Sorting membrane proteins into intralumenal vesicles that form within late endosomes is a fundamental process that regulates many biological pathways that rely on maintaining appropriate levels of a given set of cell surface membrane proteins. This is the pathway that guides the delivery and degradation of proteins in lysosomes. This pathway is driven by ubiquitin, which works as a sorting signal when attached to membrane protein cargo. This process controls the degradation of almost all cell surface membrane proteins and understanding this degradative process is significant since it impacts a wide array of normal and pathogenic processes that rely on proper activity of particular membrane proteins such as transporters and signaling receptors at the cell surface. The long-term goal of the competitive renewal proposal is to understand how this ubiquitin-dependent sorting pathway is controlled, and will lead to insights into how disease states such as cancer might be achieved when this process goes awry.

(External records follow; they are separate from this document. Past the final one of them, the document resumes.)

// Copyright 2025 KarmaChain (https://github.com/karmachain)
//
// This program is free software: you can redistribute it and/or modify
// it under the terms of the GNU Affero General Public License as published by
// the Free Software Foundation, either version 3 of the License, or
// (at your option) any later version.
//
// This program is distributed in the hope that it will be useful,
// but WITHOUT ANY WARRANTY; without even the implied warranty of
// MERCHANTABILITY or FITNESS FOR A PARTICULAR PURPOSE. See the
// GNU Affero General Public License for more details.
//
// You should have received a copy of the GNU Affero General Public License
// along with this program. If not, see <https://www.gnu.org/licenses/>.

//! Karmic relationship records (rnanubandhan)
//!
//! A `Relationship` is one directed debt edge between two users. Mutations
//! never rewrite history: repayments append entries, transfers close the
//! current edge and open a new one carrying the transfer chain, and expiry
//! is a status transition. Records are never physically deleted.

use crate::error::{KarmaError, KarmaResult};
use crate::lifecycle::RelationshipEvent;
use chrono::{DateTime, Utc};
use serde::{Deserialize, Serialize};
use uuid::Uuid;

/// Tolerance for treating an outstanding f64 amount as fully repaid.
pub const REPAYMENT_EPSILON: f64 = 1e-9;

/// Ordered severity of the originating action.
#[derive(
    Debug, Clone, Copy, PartialEq, Eq, PartialOrd, Ord, Hash, Serialize, Deserialize,
)]
#[serde(rename_all = "lowercase")]
pub enum Severity {
    Minor,
    Moderate,
    Severe,
    Critical,
}

impl Severity {
    pub fn as_str(&self) -> &'static str {
        match self {
            Self::Minor => "minor",
            Self::Moderate => "moderate",
            Self::Severe => "severe",
            Self::Critical => "critical",
        }
    }
}

/// Lifecycle status of a relationship edge.
///
/// `Repaid` and `Expired` are terminal. `Transferred` is terminal for this
/// edge but spawns a new active edge on the transferee.
#[derive(Debug, Clone, Copy, PartialEq, Eq, Hash, Serialize, Deserialize)]
#[serde(rename_all = "snake_case")]
pub enum RelationshipStatus {
    Active,
    PartiallyRepaid,
    Repaid,
    Transferred,
    Expired,
}

impl RelationshipStatus {
    pub fn as_str(&self) -> &'static str {
        match self {
            Self::Active => "active",
            Self::PartiallyRepaid => "partially_repaid",
            Self::Repaid => "repaid",
            Self::Transferred => "transferred",
            Self::Expired => "expired",
        }
    }

    pub fn is_terminal(&self) -> bool {
        matches!(self, Self::Repaid | Self::Transferred | Self::Expired)
    }
}

/// A single repayment against a relationship.
#[derive(Debug, Clone, PartialEq, Serialize, Deserialize)]
pub struct RepaymentEntry {
    pub amount: f64,
    pub at: DateTime<Utc>,
}

/// One karmic debt edge between a debtor and a receiver.
#[derive(Debug, Clone, Serialize, Deserialize)]
pub struct Relationship {
    /// Unique edge id
    pub relationship_id: Uuid,
    /// User who owes the karmic debt
    pub debtor_id: String,
    /// User the debt is owed to
    pub receiver_id: String,
    /// Original (non-negative) karma magnitude
    pub amount: f64,
    /// Severity of the originating action
    pub severity: Severity,
    /// Categorical label of the originating action
    pub action_type: String,
    /// Current lifecycle status
    pub status: RelationshipStatus,
    /// Creation time of this edge
    pub created_at: DateTime<Utc>,
    /// Last mutation time (repayment, transfer, expiry)
    pub updated_at: DateTime<Utc>,
    /// Ordered repayments; their sum never exceeds `amount`
    pub repayment_history: Vec<RepaymentEntry>,
    /// Prior debtor ids, oldest first, for transferred debts
    pub transfer_chain: Vec<String>,
}

impl Relationship {
    /// Create a new active relationship, validating the edge constraints.
    pub fn new(
        debtor_id: impl Into<String>,
        receiver_id: impl Into<String>,
        amount: f64,
        severity: Severity,
        action_type: impl Into<String>,
    ) -> KarmaResult<Self> {
        let debtor_id = debtor_id.into();
        let receiver_id = receiver_id.into();

        if !amount.is_finite() || amount < 0.0 {
            return Err(KarmaError::Validation(format!(
                "relationship amount must be a non-negative finite number, got {}",
                amount
            )));
        }
        if debtor_id == receiver_id {
            return Err(KarmaError::Validation(format!(
                "self-relationship rejected for user '{}'",
                debtor_id
            )));
        }
        if debtor_id.is_empty() || receiver_id.is_empty() {
            return Err(KarmaError::Validation(
                "debtor and receiver ids must be non-empty".to_string(),
            ));
        }

        let now = Utc::now();
        Ok(Self {
            relationship_id: Uuid::new_v4(),
            debtor_id,
            receiver_id,
            amount,
            severity,
            action_type: action_type.into(),
            status: RelationshipStatus::Active,
            created_at: now,
            updated_at: now,
            repayment_history: Vec::new(),
            transfer_chain: Vec::new(),
        })
    }

    /// Total repaid so far.
    pub fn amount_repaid(&self) -> f64 {
        self.repayment_history.iter().map(|r| r.amount).sum()
    }

    /// Remaining debt; invariant: always >= 0.
    pub fn amount_outstanding(&self) -> f64 {
        (self.amount - self.amount_repaid()).max(0.0)
    }

    /// Append a repayment, transitioning status accordingly.
    ///
    /// Rejects non-positive amounts, over-repayment, and repayments against
    /// a terminal edge. The record is unchanged on any error.
    pub fn record_repayment(&mut self, amount: f64, at: DateTime<Utc>) -> KarmaResult<()> {
        if !amount.is_finite() || amount <= 0.0 {
            return Err(KarmaError::Validation(format!(
                "repayment amount must be a positive finite number, got {}",
                amount
            )));
        }

        // Terminal edges reject uniformly before any amount arithmetic, so
        // a repaid edge reports the lifecycle violation rather than an
        // over-repayment against its zero outstanding balance.
        if self.status.is_terminal() {
            return Err(KarmaError::InvalidTransition(format!(
                "repayment on {} relationship {}",
                self.status.as_str(),
                self.relationship_id
            )));
        }

        let outstanding = self.amount_outstanding();
        if amount > outstanding + REPAYMENT_EPSILON {
            return Err(KarmaError::Validation(format!(
                "over-repayment: {} exceeds outstanding {}",
                amount, outstanding
            )));
        }

        let fully_repaid = outstanding - amount <= REPAYMENT_EPSILON;
        let event = if fully_repaid {
            RelationshipEvent::FullRepay
        } else {
            RelationshipEvent::Repay
        };
        let next = self.status.transition(event).map_err(|e| {
            KarmaError::InvalidTransition(format!(
                "repayment on {} relationship {}: {}",
                self.status.as_str(),
                self.relationship_id,
                e
            ))
        })?;

        self.repayment_history.push(RepaymentEntry { amount, at });
        self.status = next;
        self.updated_at = at;
        Ok(())
    }

    /// Close this edge for transfer and build the successor edge.
    ///
    /// The successor preserves the outstanding amount and appends the
    /// current debtor to the transfer chain. The original amount on the new
    /// edge equals the outstanding amount, with an empty repayment history.
    pub fn transfer_to(&mut self, new_debtor: &str, at: DateTime<Utc>) -> KarmaResult<Relationship> {
        if new_debtor == self.receiver_id {
            return Err(KarmaError::Validation(format!(
                "transfer would create a self-relationship for user '{}'",
                new_debtor
            )));
        }
        if new_debtor == self.debtor_id {
            return Err(KarmaError::Validation(
                "transfer to the current debtor is a no-op".to_string(),
            ));
        }

        let next = self
            .status
            .transition(RelationshipEvent::Transfer)
            .map_err(|e| {
                KarmaError::InvalidTransition(format!(
                    "transfer of {} relationship {}: {}",
                    self.status.as_str(),
                    self.relationship_id,
                    e
                ))
            })?;

        let mut chain = self.transfer_chain.clone();
        chain.push(self.debtor_id.clone());

        let successor = Relationship {
            relationship_id: Uuid::new_v4(),
            debtor_id: new_debtor.to_string(),
            receiver_id: self.receiver_id.clone(),
            amount: self.amount_outstanding(),
            severity: self.severity,
            action_type: self.action_type.clone(),
            status: RelationshipStatus::Active,
            created_at: at,
            updated_at: at,
            repayment_history: Vec::new(),
            transfer_chain: chain,
        };

        self.status = next;
        self.updated_at = at;
        Ok(successor)
    }

    /// Time-based expiry transition.
    pub fn expire(&mut self, at: DateTime<Utc>) -> KarmaResult<()> {
        let next = self
            .status
            .transition(RelationshipEvent::Expire)
            .map_err(|e| {
                KarmaError::InvalidTransition(format!(
                    "expiry of {} relationship {}: {}",
                    self.status.as_str(),
                    self.relationship_id,
                    e
                ))
            })?;
        self.status = next;
        self.updated_at = at;
        Ok(())
    }

    /// Whether this edge touches the given user (as debtor or receiver).
    pub fn involves(&self, user_id: &str) -> bool {
        self.debtor_id == user_id || self.receiver_id == user_id
    }
}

To accomplish this we have devised aims to 1) discover how the major family of Nedd4- related ubiquitin ligases are programed to target different cell surface membrane proteins; 2) discover how ubiquitinated membrane proteins are recognized by the endosomal sorting machinery and how that cargo plays an active role in organizing the sorting apparatus itself; and 3) discover new proteins that participate in the process of intralumenal vesicle formation using a series of genetic screens.

Public Health Relevance

The proposed research is relevant to public health because it focuses on how multiple cellular functions are regulated through the degradation of cell surface proteins that mediate growth, differentiation, signal- transduction, neuronal signaling, and nutrient uptake. Thus, the proposed research is relevant to mission of the NIH to increase understanding of fundamental life processes that in turn will lay the foundation for advances in disease diagnosis, treatment and prevention.

National Institute of Health (NIH)
National Institute of General Medical Sciences (NIGMS)
Research Project (R01)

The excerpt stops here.